After endless hype from the trade rumor market, the action itself on deadline day matched the hype in large part because the Cleveland Cavaliers decided to reshape its roster around LeBron James.
The Cavaliers shipped Dwyane Wade back to the Miami Heat, which the Heat announced. The team also oddly moved on from Isaiah Thomas, sending him to the Los Angeles Lakers in exchange for Jordan Clarkson and Larry Nance Jr., according to ESPN's Adrian Wojnarowski. Kevin O'Connor of The Ringer added that the Cavaliers sweetened the pot with a first-round pick and Channing Frye.
That's just a sampling, too, and now we're moving right on to talk about the aftermath of deadline day, which features a handful of nuggets Association fans are going to want to know.
The Derrick Rose Show
It wouldn't be much of a deadline without a rumor about Derrick Rose.

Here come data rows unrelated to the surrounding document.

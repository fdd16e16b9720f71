use std::process::ExitCode;
use std::time::Duration;

use camino::Utf8Path;
use clap::Parser;
use color_eyre::eyre::{eyre, WrapErr};
use color_eyre::Result;
use glean::batch::BatchExtractor;
use glean::capture::CaptureSource;
use glean::configuration::{self, Configuration, EngineKind};
use glean::extraction::Extractor;
use glean::image_processing::ocr::{OcrAdapter, OcrsEngine, TesseractEngine};
use glean::report::{ReportWriter, WriteOutcome};
use glean::Error;
use tracing::info;
use tracing_subscriber::EnvFilter;

use crate::cli::Cli;

mod cli;

fn build_extractor(configuration: &Configuration) -> Result<Extractor> {
    let adapter = match configuration.engine {
        EngineKind::Tesseract => {
            let engine = TesseractEngine::new(
                configuration.tesseract_path.clone(),
                configuration.language.clone(),
            );
            if engine.probe().is_none() {
                println!("Warning: tesseract could not be started; no text will be recognised.");
            }
            OcrAdapter::new(engine)
        }
        EngineKind::Ocrs => OcrAdapter::new(
            OcrsEngine::new(
                &configuration.detection_model,
                &configuration.recognition_model,
            )
            .wrap_err("failed to load ocrs models")?,
        ),
    };
    Ok(Extractor::new(adapter))
}

fn report_outcome(outcome: &WriteOutcome) {
    match outcome {
        WriteOutcome::Written { path, entries } => {
            println!("Text data saved to {path}");
            println!("Total files processed: {entries}");
        }
        WriteOutcome::NothingToWrite => println!("No data to save!"),
    }
}

fn run_file(
    path: &Utf8Path,
    extractor: &Extractor,
    writer: &ReportWriter,
    output: &str,
) -> Result<ExitCode> {
    std::fs::File::open(path).map_err(|_| Error::InvalidInput(path.to_owned()))?;

    println!(
        "Processing single image: {}",
        path.file_name().unwrap_or(path.as_str())
    );
    let result = extractor.extract_file(path);
    if result.is_empty() {
        println!("No text extracted from the image.");
        return Ok(ExitCode::SUCCESS);
    }

    report_outcome(&writer.write([result], output)?);
    Ok(ExitCode::SUCCESS)
}

fn run_directory(
    path: &Utf8Path,
    extractor: &Extractor,
    writer: &ReportWriter,
    output: &str,
) -> Result<ExitCode> {
    println!("Processing images in folder: {path}");
    let mut results = BatchExtractor::new(extractor).extract_all(path)?;
    let outcome = writer.write(results.by_ref(), output)?;

    let stats = results.stats();
    println!(
        "Scanned {} images: {} with text, {} without",
        stats.scanned, stats.extracted, stats.empty
    );
    if outcome == WriteOutcome::NothingToWrite {
        println!("No text extracted from any images.");
    }
    report_outcome(&outcome);
    Ok(ExitCode::SUCCESS)
}

async fn run_screenshot(
    cli: &Cli,
    configuration: &Configuration,
    extractor: &Extractor,
    writer: &ReportWriter,
) -> Result<ExitCode> {
    let source = CaptureSource::detect(configuration.capture_directory.clone());
    if !source.is_available() {
        println!("Error: Screenshot mode is not available in this environment.");
        println!("Please use --input to process existing images instead.");
        return Err(Error::CaptureUnsupported.into());
    }

    let delay = Duration::from_secs(configuration.capture_delay_secs);
    println!("Taking screenshot in {} seconds...", delay.as_secs());
    let artifact = tokio::select! {
        artifact = source.capture(delay) => artifact?,
        _ = tokio::signal::ctrl_c() => {
            println!("\nOperation cancelled by user.");
            return Ok(ExitCode::FAILURE);
        }
    };
    println!("Screenshot saved to: {}", artifact.path());

    println!("Extracting text from screenshot...");
    let result = extractor.extract_file(artifact.path());
    if result.is_empty() {
        println!("No text extracted from screenshot.");
        return Ok(ExitCode::FAILURE);
    }

    let characters = result.length();
    report_outcome(&writer.write([result], &cli.output)?);
    info!(characters, "screenshot text saved");

    if cli.keep_capture {
        println!("Screenshot kept at: {}", artifact.path());
    } else {
        let path = artifact.path().to_owned();
        if artifact.discard() {
            println!("Original screenshot deleted: {path}");
        } else {
            println!("Warning: Could not delete screenshot file: {path}");
        }
    }

    println!("Screenshot text extraction completed successfully!");
    Ok(ExitCode::SUCCESS)
}

async fn run(cli: Cli) -> Result<ExitCode> {
    let mut configuration = configuration::load(cli.config.as_deref())?;
    cli.apply(&mut configuration);
    info!(?configuration, "loaded configuration");

    let extractor = build_extractor(&configuration)?;
    let writer = ReportWriter::new(configuration.output_directory.clone());

    if cli.screenshot {
        println!("Screenshot mode activated!");
        return run_screenshot(&cli, &configuration, &extractor, &writer).await;
    }

    let Some(input) = cli.input.as_deref() else {
        return Err(eyre!("please provide --input to process existing images"));
    };

    if input.is_file() {
        run_file(input, &extractor, &writer, &cli.output)
    } else if input.is_dir() {
        run_directory(input, &extractor, &writer, &cli.output)
    } else {
        Err(Error::InvalidInput(input.to_owned()).into())
    }
}

#[tokio::main(flavor = "current_thread")]
async fn main() -> Result<ExitCode> {
    color_eyre::install()?;
    dotenvy::dotenv().ok();

    let filter = EnvFilter::try_from_default_env().unwrap_or_else(|_| EnvFilter::new("info"));
    tracing_subscriber::fmt().compact().with_env_filter(filter).init();

    let cli = Cli::parse();
    println!("Image to Text Extractor");
    println!("{}", "=".repeat(50));
    info!("starting up");

    let code = run(cli).await?;
    Ok(code)
}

Rose's stint with the Cavaliers didn't produce much, and he found himself caught up in a three-team trade that landed him with the Utah Jazz, according to Wojnarowski.
His stay in Utah won't last long.
The New York Times' Marc Stein reported the Minnesota Timberwolves will gun for Rose when he hits the open market:
Stein followed by noting a reunion is a driving factor behind the pursuit: "With Tom Thibodeau in charge, Minnesota is a natural landing spot for Derrick Rose, who has interest in a reunion, league sources say."
Why not? The Timberwolves, fourth in the Western Conference and hoping to keep teams like the Oklahoma City Thunder at an arm's length, could use an end-of-bench option behind Jeff Teague and Tyus Jones.
Unlike the Cavaliers, the Timberwolves might not expect more than the 9.8 points and 1.6 assists per game on 43.9 percent shooting he posted in Cleveland over just 16 appearances.
Alas, depth wins games in the playoffs, and the fit is certainly right—unlike a Utah-Rose marriage.
The Joe Johnson Market
A staple of the rumors market for years, especially over the course of his Brooklyn tenure because of his mind-boggling contract, Joe Johnson seemed like he settled in with Utah.
Now he's on the hunt for a new home.
Johnson found himself traded to the Sacramento Kings on Thursday in the same Rose transaction.
Like Rose, Johnson doesn't sound too fond of his new home, according to NBA.com's David Aldridge:
Also like Rose, Johnson apparently has at least one possible destination already making the rounds on the rumor mill, per Yahoo Sports' Chris Mannix:
For a free agent swept up in a trade and looking for a new home, it's not a bad deal to have the Boston Celtics and the Golden State Warriors interested.
It's not hard to see why, either. Johnson, 36, averaged 21.9 minutes per game in 32 appearances and posted 7.3 points per game on 42 percent shooting from the floor.
He's been held back a bit by a wrist injury, but his clutch play down the stretch and leadership is an obvious point of attraction for teams attempting to contend for a title.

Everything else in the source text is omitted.